─── TASK DATA

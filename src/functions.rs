use num_bigint::{BigInt, Sign};
use num_traits::Zero;
use rand::RngCore;
use rug::{integer::Order, Integer};
use thiserror::Error;

/// Miller-Rabin round count used for every probabilistic primality check.
pub const PRIME_CHECK_ROUNDS: u32 = 40;

#[derive(Error, Debug)]
pub enum FunctionError {
    #[error("random number generation failed")]
    RandomNumberGeneration,
    #[error("empty sampling range")]
    EmptyRange,
}

/// Samples a uniform integer in `[0, n)` by rejection sampling.
pub fn random_mod(n: &BigInt, rng: &mut impl RngCore) -> Result<BigInt, FunctionError> {
    if n <= &BigInt::zero() {
        return Err(FunctionError::RandomNumberGeneration);
    }
    let mut bytes = vec![0u8; (n.bits() as usize + 7) / 8];
    let mut result;
    loop {
        rng.fill_bytes(&mut bytes);
        result = BigInt::from_bytes_be(Sign::Plus, &bytes);
        if result < *n {
            break;
        }
    }
    Ok(result)
}

/// Samples a uniform integer in `[low, high)`.
pub fn random_range(
    low: &BigInt,
    high: &BigInt,
    rng: &mut impl RngCore,
) -> Result<BigInt, FunctionError> {
    if high <= low {
        return Err(FunctionError::EmptyRange);
    }
    let width = high - low;
    Ok(low + random_mod(&width, rng)?)
}

pub fn to_rug(n: &BigInt) -> Integer {
    let (_, bytes) = n.to_bytes_be();
    Integer::from_digits(&bytes, Order::Msf)
}

pub fn from_rug(n: &Integer) -> BigInt {
    BigInt::from_bytes_be(Sign::Plus, &n.to_digits::<u8>(Order::Msf))
}

/// Probabilistic primality check; callers must pass non-negative inputs.
pub fn is_probably_prime(n: &BigInt) -> bool {
    to_rug(n).is_probably_prime(PRIME_CHECK_ROUNDS) != rug::integer::IsPrime::No
}
use num_bigint::BigInt;
use rand::RngCore;
use thiserror::Error;

use crate::arith::mod_pow;
use crate::functions::random_range;
use crate::key_share::KeyShare;
use crate::params::GroupParams;
use crate::pub_key::PublicKey;
use crate::sharing::{split, SharingError};

#[derive(Error, Debug)]
pub enum KeyGenError {
    #[error("random number generation failed: {0}")]
    RandomNumberError(String),
    #[error(transparent)]
    Sharing(#[from] SharingError),
}

/// A dealt threshold ElGamal instance: the joint public key and one key
/// share per party. Produced by a trusted dealer; the dealt secret exponent
/// exists only inside [`ThresholdElGamal::new`] and is not retained.
pub struct ThresholdElGamal {
    pub pub_key: PublicKey,
    pub key_shares: Vec<KeyShare>,
}

impl ThresholdElGamal {
    /// Samples a secret exponent `x` uniform in `[2, q)`, publishes
    /// `y = g^x mod p` and deals `parties` shares of `x`, any
    /// `threshold + 1` of which decrypt. Knowledge of `threshold` or fewer
    /// shares reveals nothing about `x`.
    pub fn new(
        params: &GroupParams,
        threshold: u32,
        parties: u32,
        rng: &mut impl RngCore,
    ) -> Result<Self, KeyGenError> {
        let x = random_range(&BigInt::from(2), &params.q, rng)
            .map_err(|e| KeyGenError::RandomNumberError(e.to_string()))?;
        let shares = split(&x, threshold, parties, &params.q, rng)?;
        let y = mod_pow(&params.g, &x, &params.p);

        let pub_key = PublicKey {
            params: params.clone(),
            y,
            l: parties,
            k: threshold + 1,
        };
        let key_shares = shares
            .into_iter()
            .map(|share| KeyShare::new(pub_key.clone(), share.index, share.value))
            .collect();

        Ok(ThresholdElGamal {
            pub_key,
            key_shares,
        })
    }
}

#[cfg(test)]
mod tests {
    use super::*;
    use crate::sharing::{reconstruct, Share};
    use num_traits::One;
    use rand::rngs::StdRng;
    use rand::SeedableRng;

    fn small_params(rng: &mut StdRng) -> GroupParams {
        GroupParams::generate(16, 48, rng).expect("parameter generation failed")
    }

    #[test]
    fn test_keygen_share_count_and_indices() {
        let mut rng = StdRng::seed_from_u64(31);
        let params = small_params(&mut rng);
        let te = ThresholdElGamal::new(&params, 2, 5, &mut rng).unwrap();
        assert_eq!(te.key_shares.len(), 5);
        for (i, ks) in te.key_shares.iter().enumerate() {
            assert_eq!(ks.index, i as u32 + 1);
        }
        assert_eq!(te.pub_key.k, 3);
        assert_eq!(te.pub_key.l, 5);
    }

    #[test]
    fn test_public_key_matches_reconstructed_secret() {
        let mut rng = StdRng::seed_from_u64(32);
        let params = small_params(&mut rng);
        let te = ThresholdElGamal::new(&params, 2, 5, &mut rng).unwrap();

        // any threshold + 1 shares determine the same exponent behind y
        let subset: Vec<Share> = te.key_shares[1..4]
            .iter()
            .map(|ks| Share::new(ks.index, ks.xi.clone(), &params.q).unwrap())
            .collect();
        let x = reconstruct(&subset, &params.q).unwrap();
        assert_eq!(mod_pow(&params.g, &x, &params.p), te.pub_key.y);
        assert!(x > BigInt::one());
    }

    #[test]
    fn test_keygen_rejects_bad_threshold() {
        let mut rng = StdRng::seed_from_u64(33);
        let params = small_params(&mut rng);
        assert!(matches!(
            ThresholdElGamal::new(&params, 0, 5, &mut rng),
            Err(KeyGenError::Sharing(SharingError::ThresholdTooSmall(0)))
        ));
        assert!(matches!(
            ThresholdElGamal::new(&params, 3, 3, &mut rng),
            Err(KeyGenError::Sharing(SharingError::TooFewParties { .. }))
        ));
    }
}
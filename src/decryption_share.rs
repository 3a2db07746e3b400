use num_bigint::BigInt;

/// One party's contribution to a threshold decryption: `di = R^xi mod p`,
/// computed independently by the holder of share `xi`.
#[derive(Debug, Clone)]
pub struct PartialDecryption {
    pub index: u32,
    pub di: BigInt,
}
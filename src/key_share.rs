use num_bigint::BigInt;
use num_traits::Zero;
use thiserror::Error;
use zeroize::Zeroize;

use crate::arith::mod_pow;
use crate::decryption_share::PartialDecryption;
use crate::pub_key::PublicKey;

#[derive(Error, Debug)]
pub enum KeyShareError {
    #[error("masking value out of bounds")]
    InvalidMaskingValue,
}

/// One party's share of the joint secret key. Holding up to `threshold`
/// of these reveals nothing about the key; the share is wiped on drop.
#[derive(Debug, Clone)]
pub struct KeyShare {
    pub pub_key: PublicKey,
    pub index: u32,
    pub xi: BigInt,
}

impl Zeroize for KeyShare {
    fn zeroize(&mut self) {
        self.xi = BigInt::zero();
        // pub_key and index are public data
    }
}

impl Drop for KeyShare {
    fn drop(&mut self) {
        self.zeroize();
    }
}

impl KeyShare {
    pub fn new(pub_key: PublicKey, index: u32, xi: BigInt) -> Self {
        KeyShare { pub_key, index, xi }
    }

    /// Computes this party's decryption contribution `di = R^xi mod p` for
    /// the masking value `R` of a ciphertext. Pure and side-effect free, so
    /// parties can run it independently and concurrently.
    pub fn partial_decrypt(&self, r: &BigInt) -> Result<PartialDecryption, KeyShareError> {
        let p = &self.pub_key.params.p;
        if r <= &BigInt::zero() || r >= p {
            return Err(KeyShareError::InvalidMaskingValue);
        }
        Ok(PartialDecryption {
            index: self.index,
            di: mod_pow(r, &self.xi, p),
        })
    }
}
//! Modular arithmetic over big integers: exponentiation with the textbook
//! zero-base convention, and modular inverses for prime and composite moduli.

use num_bigint::BigInt;
use num_traits::{One, Signed, Zero};

/// Reduces `a` into `[0, modulus)`, mapping negative values by adding the
/// modulus.
pub fn normalize(a: &BigInt, modulus: &BigInt) -> BigInt {
    let r = a % modulus;
    if r.is_negative() {
        r + modulus
    } else {
        r
    }
}

/// Computes `base^exponent mod modulus` by square-and-multiply.
///
/// If `base` reduces to zero the result is zero for every exponent,
/// including zero. The exponent must be non-negative; negative exponents
/// have to be converted through a modular inverse first.
pub fn mod_pow(base: &BigInt, exponent: &BigInt, modulus: &BigInt) -> BigInt {
    debug_assert!(!exponent.is_negative());
    debug_assert!(modulus > &BigInt::zero());
    let base = normalize(base, modulus);
    if base.is_zero() {
        return BigInt::zero();
    }
    base.modpow(exponent, modulus)
}

/// Inverse of `value` modulo a prime `q` via Fermat's little theorem:
/// `value^(q-2) mod q`. Returns `None` when `value` reduces to zero, which
/// has no inverse; the shortcut is only valid for prime `q`.
pub fn mod_inverse_prime(value: &BigInt, q: &BigInt) -> Option<BigInt> {
    let value = normalize(value, q);
    if value.is_zero() {
        return None;
    }
    Some(mod_pow(&value, &(q - BigInt::from(2)), q))
}

/// Inverse of `a` modulo an arbitrary `m` via the extended Euclidean
/// algorithm. Returns `None` when `gcd(a, m) != 1`.
pub fn mod_inverse(a: &BigInt, m: &BigInt) -> Option<BigInt> {
    let (g, x, _) = extended_gcd(&normalize(a, m), m);
    if g != BigInt::one() {
        None
    } else {
        Some(normalize(&x, m))
    }
}

fn extended_gcd(a: &BigInt, b: &BigInt) -> (BigInt, BigInt, BigInt) {
    if b == &BigInt::zero() {
        (a.clone(), BigInt::one(), BigInt::zero())
    } else {
        let (g, x, y) = extended_gcd(b, &(a % b));
        (g, y.clone(), x - (a / b) * y)
    }
}

#[cfg(test)]
mod tests {
    use super::*;

    #[test]
    fn test_mod_pow_small() {
        let p = BigInt::from(23);
        assert_eq!(mod_pow(&BigInt::from(5), &BigInt::from(3), &p), BigInt::from(10));
        assert_eq!(mod_pow(&BigInt::from(2), &BigInt::from(11), &p), BigInt::from(1));
    }

    #[test]
    fn test_mod_pow_zero_base() {
        let p = BigInt::from(23);
        assert_eq!(mod_pow(&BigInt::zero(), &BigInt::zero(), &p), BigInt::zero());
        assert_eq!(mod_pow(&BigInt::from(46), &BigInt::from(5), &p), BigInt::zero());
    }

    #[test]
    fn test_mod_pow_negative_base() {
        let p = BigInt::from(23);
        // -1 == 22 mod 23
        assert_eq!(mod_pow(&BigInt::from(-1), &BigInt::from(2), &p), BigInt::one());
    }

    #[test]
    fn test_mod_inverse_prime() {
        let q = BigInt::from(7919);
        for v in [1i64, 2, 17, 7918, -3] {
            let v = BigInt::from(v);
            let inv = mod_inverse_prime(&v, &q).expect("inverse must exist");
            assert_eq!(normalize(&(v * inv), &q), BigInt::one());
        }
        assert!(mod_inverse_prime(&BigInt::zero(), &q).is_none());
        assert!(mod_inverse_prime(&q, &q).is_none());
    }

    #[test]
    fn test_mod_inverse_composite_modulus() {
        let m = BigInt::from(26);
        let inv = mod_inverse(&BigInt::from(3), &m).expect("3 is invertible mod 26");
        assert_eq!(inv, BigInt::from(9));
        assert!(mod_inverse(&BigInt::from(4), &BigInt::from(32)).is_none());
    }

    #[test]
    fn test_normalize() {
        let m = BigInt::from(7);
        assert_eq!(normalize(&BigInt::from(-1), &m), BigInt::from(6));
        assert_eq!(normalize(&BigInt::from(15), &m), BigInt::from(1));
        assert_eq!(normalize(&BigInt::from(0), &m), BigInt::zero());
    }
}
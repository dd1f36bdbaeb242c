//! knotwork geometry: NURBS curves and surfaces, sampling, arc length and frames.

pub mod analyze;
pub mod curve;
pub mod divide;
pub mod frame;
pub mod nurbs;
pub mod surface;
pub mod tessellate;

pub use analyze::{curve_length, parameter_at_length, ArcLengthTable};
pub use curve::{Curve, Line, NurbsCurve, Polyline};
pub use divide::{divide_by_count, divide_by_length, divide_by_max_length, LengthDivision};
pub use frame::{perpendicular_frames, Frame};
pub use nurbs::KnotVector;
pub use surface::{NurbsSurface, Surface, SurfaceDirection};
pub use tessellate::{adaptive_sample, adaptive_sample_with, regular_sample, AdaptiveOptions, Sample};
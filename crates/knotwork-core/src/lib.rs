pub mod error;
pub mod tolerance;
pub mod traits;

pub use error::{NurbsError, Result};
pub use tolerance::Tolerance;
pub use traits::Validate;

──────

Set down, from the entries above, exactly the lines from the one with "rng.fill_bytes(&mut bytes);" up to and including the one with "pub fn is_probably_prime(n: &BigInt)", and no other lines.

        rng.fill_bytes(&mut bytes);
        result = BigInt::from_bytes_be(Sign::Plus, &bytes);
        if result < *n {
            break;
        }
    }
    Ok(result)
}

/// Samples a uniform integer in `[low, high)`.
pub fn random_range(
    low: &BigInt,
    high: &BigInt,
    rng: &mut impl RngCore,
) -> Result<BigInt, FunctionError> {
    if high <= low {
        return Err(FunctionError::EmptyRange);
    }
    let width = high - low;
    Ok(low + random_mod(&width, rng)?)
}

pub fn to_rug(n: &BigInt) -> Integer {
    let (_, bytes) = n.to_bytes_be();
    Integer::from_digits(&bytes, Order::Msf)
}

pub fn from_rug(n: &Integer) -> BigInt {
    BigInt::from_bytes_be(Sign::Plus, &n.to_digits::<u8>(Order::Msf))
}

/// Probabilistic primality check; callers must pass non-negative inputs.
pub fn is_probably_prime(n: &BigInt) -> bool {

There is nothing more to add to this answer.